:: What is required ::
Print the line containing "symlinks) are skipped." and each line after it to the end of the material below. Print nothing else.

:: Task inputs ::

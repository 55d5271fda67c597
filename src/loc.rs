//! Total line count of a repository's tracked files.
//!
//! The repository is shallow-cloned into a temporary directory that is
//! removed on every exit path, including timeouts and dropped requests.

use crate::{Error, Result};
use serde::{Deserialize, Serialize};
use std::path::Path;
use std::process::Stdio;
use std::time::Duration;
use tokio::process::Command;
use tracing::{debug, info};

#[derive(Debug, Clone, Copy, PartialEq, Eq, Serialize, Deserialize)]
pub struct LineCount {
    #[serde(rename = "totalLines")]
    pub total_lines: u64,
}

#[derive(Debug, Clone)]
pub struct LineCounter {
    timeout: Duration,
}

impl LineCounter {
    pub fn new(timeout: Duration) -> Self {
        Self { timeout }
    }

    pub async fn count(&self, clone_url: &str) -> Result<LineCount> {
        validate_clone_url(clone_url)?;

        tokio::time::timeout(self.timeout, self.clone_and_count(clone_url))
            .await
            .map_err(|_| {
                Error::LineCount(format!(
                    "timed out after {}s counting {clone_url}",
                    self.timeout.as_secs()
                ))
            })?
    }

    async fn clone_and_count(&self, clone_url: &str) -> Result<LineCount> {
        let workdir = tempfile::tempdir()?;
        let checkout = workdir.path().join("repo");
        let checkout_arg = checkout.to_string_lossy().into_owned();

        info!("Cloning {} for line count", clone_url);
        run_git(
            &["clone", "--depth", "1", "--quiet", clone_url, &checkout_arg],
            workdir.path(),
        )
        .await?;

        let listing = run_git(&["ls-files", "-z"], &checkout).await?;
        let files: Vec<String> = listing
            .split(|b| *b == 0)
            .filter(|name| !name.is_empty())
            .map(|name| String::from_utf8_lossy(name).into_owned())
            .collect();

        let total_lines = sum_lines(&checkout, &files).await;
        debug!("{} tracked files, {} lines in {}", files.len(), total_lines, clone_url);

        Ok(LineCount { total_lines })
    }
}

/// Only remote http(s) URLs are cloned
pub fn validate_clone_url(clone_url: &str) -> Result<()> {
    let parsed = url::Url::parse(clone_url)
        .map_err(|e| Error::Validation(format!("Invalid repository URL '{clone_url}': {e}")))?;

    match parsed.scheme() {
        "http" | "https" if parsed.host_str().is_some() => Ok(()),
        scheme => Err(Error::Validation(format!(
            "Unsupported repository URL scheme '{scheme}'"
        ))),
    }
}

async fn run_git(args: &[&str], cwd: &Path) -> Result<Vec<u8>> {
    let output = Command::new("git")
        .args(args)
        .current_dir(cwd)
        .env("GIT_TERMINAL_PROMPT", "0")
        .stdin(Stdio::null())
        .kill_on_drop(true)
        .output()
        .await?;

    if !output.status.success() {
        let stderr = String::from_utf8_lossy(&output.stderr);
        return Err(Error::LineCount(format!(
            "git {} exited with {}: {}",
            args.first().copied().unwrap_or_default(),
            output.status,
            stderr.trim()
        )));
    }

    Ok(output.stdout)
}

/// Newline count over `files` relative to `root`. Unreadable entries
/// (submodules, dangling symlinks) are skipped.
async fn sum_lines(root: &Path, files: &[String]) -> u64 {
    let mut total = 0;
    for name in files {
        match tokio::fs::read(root.join(name)).await {
            Ok(bytes) => total += count_newlines(&bytes),
            Err(e) => debug!("Skipping {}: {}", name, e),
        }
    }
    total
}

fn count_newlines(bytes: &[u8]) -> u64 {
    bytes.iter().filter(|b| **b == b'\n').count() as u64
}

:: Solution ::
/// (submodules, dangling symlinks) are skipped.
async fn sum_lines(root: &Path, files: &[String]) -> u64 {
    let mut total = 0;
    for name in files {
        match tokio::fs::read(root.join(name)).await {
            Ok(bytes) => total += count_newlines(&bytes),
            Err(e) => debug!("Skipping {}: {}", name, e),
        }
    }
    total
}

fn count_newlines(bytes: &[u8]) -> u64 {
    bytes.iter().filter(|b| **b == b'\n').count() as u64
}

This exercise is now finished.